Twenty minutes of listening to them, while I alternate between sitting and standing with a cramp in one leg, and I’m ready to go round the bend.
“Now I think we should go home.”
“Just wait here a bit.”
“Let’s go home now.”
“We have to go in for the exam.”
“But I want to go home.”
I smile at her and try to pass the time by making a little amateur diagnosis. He must be suffering from a frontal lobe injury too: he’s got the deficient apprehension of how much time he spends continuing to do the same thing—perseveration, of course—and then the absolute lack of initiative. After all, he could just get up and go. Nobody’s forcing him to stay.
I’m only beginning to form a vague sense of how the brain functions, but I wonder if his extreme lack of initiative doesn’t mean that his injury lies more dorsolaterally than Frederik’s. In addition, his cheerless monotone makes me think that the damage extends farther to the left.

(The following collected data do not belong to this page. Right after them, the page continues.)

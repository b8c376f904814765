use std::time::Duration;

use criterion::{Criterion, black_box, criterion_group, criterion_main};
use gears::games::chess::ChessColor::White;
use gears::games::chess::Chessboard;
use gears::general::bitboards::{Bitboard, RawBitboard};
use gears::general::board::Strictness::Relaxed;
use gears::general::board::{BitboardBoard, Board, BoardHelpers};
use gears::general::perft::perft;
use gears::search::DepthPly;

const QUEENS_FEN: &str = "k7/3Q3Q/8/2Q5/2Q3Q1/2Q5/2QQ3Q/KQ6 w - - 0 1";
const ROOKS_FEN: &str = "k7/4R3/5R2/8/2R3R1/2R5/2RR3R/KRR5 w - - 0 1";
const BISHOPS_FEN: &str = "k7/3B3B/8/8/2B3B1/2BB4/2BB3B/KB6 w - - 0 1";
const KNIGHTS_FEN: &str = "k6N/3N4/8/2NN4/2N1N1N1/2N5/2NN4/K7 w - - 0 1";
const PAWNS_FEN: &str = "k7/3P3P/7p/1p3pP1/2P5/3Pp3/2PP3P/K7 w - f6 0 2";

pub fn perft_startpos_bench(c: &mut Criterion) {
    c.bench_function("perft 4 startpos", |b| {
        let pos = Chessboard::default();
        b.iter(|| perft(DepthPly::new(4), pos, false));
    });
}

pub fn perft_kiwipete_bench(c: &mut Criterion) {
    c.bench_function("perft 4 kiwipete", |b| {
        let pos = Chessboard::from_name("kiwipete").unwrap();
        b.iter(|| perft(DepthPly::new(4), pos, false));
    });
}

fn gen_moves(c: &mut Criterion, name: &str, fen: &str) {
    c.bench_function(name, |b| {
        let pos = Chessboard::from_fen(fen, Relaxed).unwrap();
        b.iter(|| black_box(pos).pseudolegal_moves());
    });
}

fn play_moves(c: &mut Criterion, name: &str, fen: &str) {
    c.bench_function(name, |b| {
        let pos = Chessboard::from_fen(fen, Relaxed).unwrap();
        let moves = pos.pseudolegal_moves();
        b.iter(|| {
            for m in &moves {
                black_box(black_box(pos).make_move(*m));
            }
        });
    });
}

pub fn gen_knight_moves_bench(c: &mut Criterion) {
    gen_moves(c, "gen knight moves", KNIGHTS_FEN);
}

pub fn gen_queen_moves_bench(c: &mut Criterion) {
    gen_moves(c, "gen queen moves", QUEENS_FEN);
}

pub fn gen_rook_moves_bench(c: &mut Criterion) {
    gen_moves(c, "gen rook moves", ROOKS_FEN);
}

pub fn gen_bishop_moves_bench(c: &mut Criterion) {
    gen_moves(c, "gen bishop moves", BISHOPS_FEN);
}

pub fn gen_pawn_moves_bench(c: &mut Criterion) {
    gen_moves(c, "gen pawn moves", PAWNS_FEN);
}

pub fn play_knight_moves(c: &mut Criterion) {
    play_moves(c, "play knight moves", KNIGHTS_FEN);
}

pub fn play_queen_moves(c: &mut Criterion) {
    play_moves(c, "play queen moves", QUEENS_FEN);
}

pub fn play_rook_moves(c: &mut Criterion) {
    play_moves(c, "play rook moves", ROOKS_FEN);
}

pub fn play_bishop_moves(c: &mut Criterion) {
    play_moves(c, "play bishop moves", BISHOPS_FEN);
}

pub fn play_pawn_moves(c: &mut Criterion) {
    play_moves(c, "play bishop moves", PAWNS_FEN);
}

pub fn bitboard_ones_bench(c: &mut Criterion) {
    c.bench_function("bitboard ones", |b| {
        let positions = Chessboard::bench_positions();
        b.iter(|| {
            for pos in &positions {
                let mut sum = 0;
                for piece in pos.player_bb(White).ones() {
                    sum += piece.bb_idx();
                }
                black_box(sum);
            }
        });
    });
}

pub fn bitboard_poplsb_bench(c: &mut Criterion) {
    c.bench_function("bitboard poplsb", |b| {
        let positions = Chessboard::bench_positions();
        b.iter(|| {
            let mut sum = 0;
            for pos in &positions {
                let mut bb = pos.player_bb(White);
                while bb.has_set_bit() {
                    sum += bb.pop_lsb();
                }
                black_box(sum);
            }
        });
    });
}

criterion_group! {
    name = benches;
    config = Criterion::default().measurement_time(Duration::from_secs(20)).noise_threshold(0.03);
    targets =
    perft_startpos_bench,
    perft_kiwipete_bench,
    gen_pawn_moves_bench,
    gen_knight_moves_bench,
    gen_bishop_moves_bench,
    gen_rook_moves_bench,
    gen_queen_moves_bench,
    play_pawn_moves,
    play_knight_moves,
    play_bishop_moves,
    play_rook_moves,
    play_queen_moves,
    bitboard_ones_bench,
    bitboard_poplsb_bench,
}

criterion_main!(benches);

Perhaps I should have taken Niklas along to one of these examinations, so that he could see what I have to put up with for our family’s sake. On the other hand, I’d like to spare him this world.
Frederik slumps in his chair with eyes closed; perhaps he’s asleep. He’s storing up for the exam, I think. I can’t even stand still anymore but have to shuffle about with annoyingly small steps because my calves keep cramping up.
Like an old lady who’s peed her pants, I toddle down the long corridor, with all its identical closed doors. When I glance back at the waiting room, I note that the elegant yacht owner is sitting motionless in the same position as when he first sat down. He reminds me of a story Birgit told during support group last night. A week ago, when she went to fetch her husband from the day-care center, the staff couldn’t find him. It turned out that he was still sitting on his stationary cycle in the workout room, even though he had finished biking two and a half hours earlier and everyone else had left the room. His initiative has been affected to an unusual degree. If no one tells him to get off the bike, he’ll just keep sitting there. And he doesn’t say anything because no one asks him. He probably would have sat there all night long if Birgit hadn’t found him.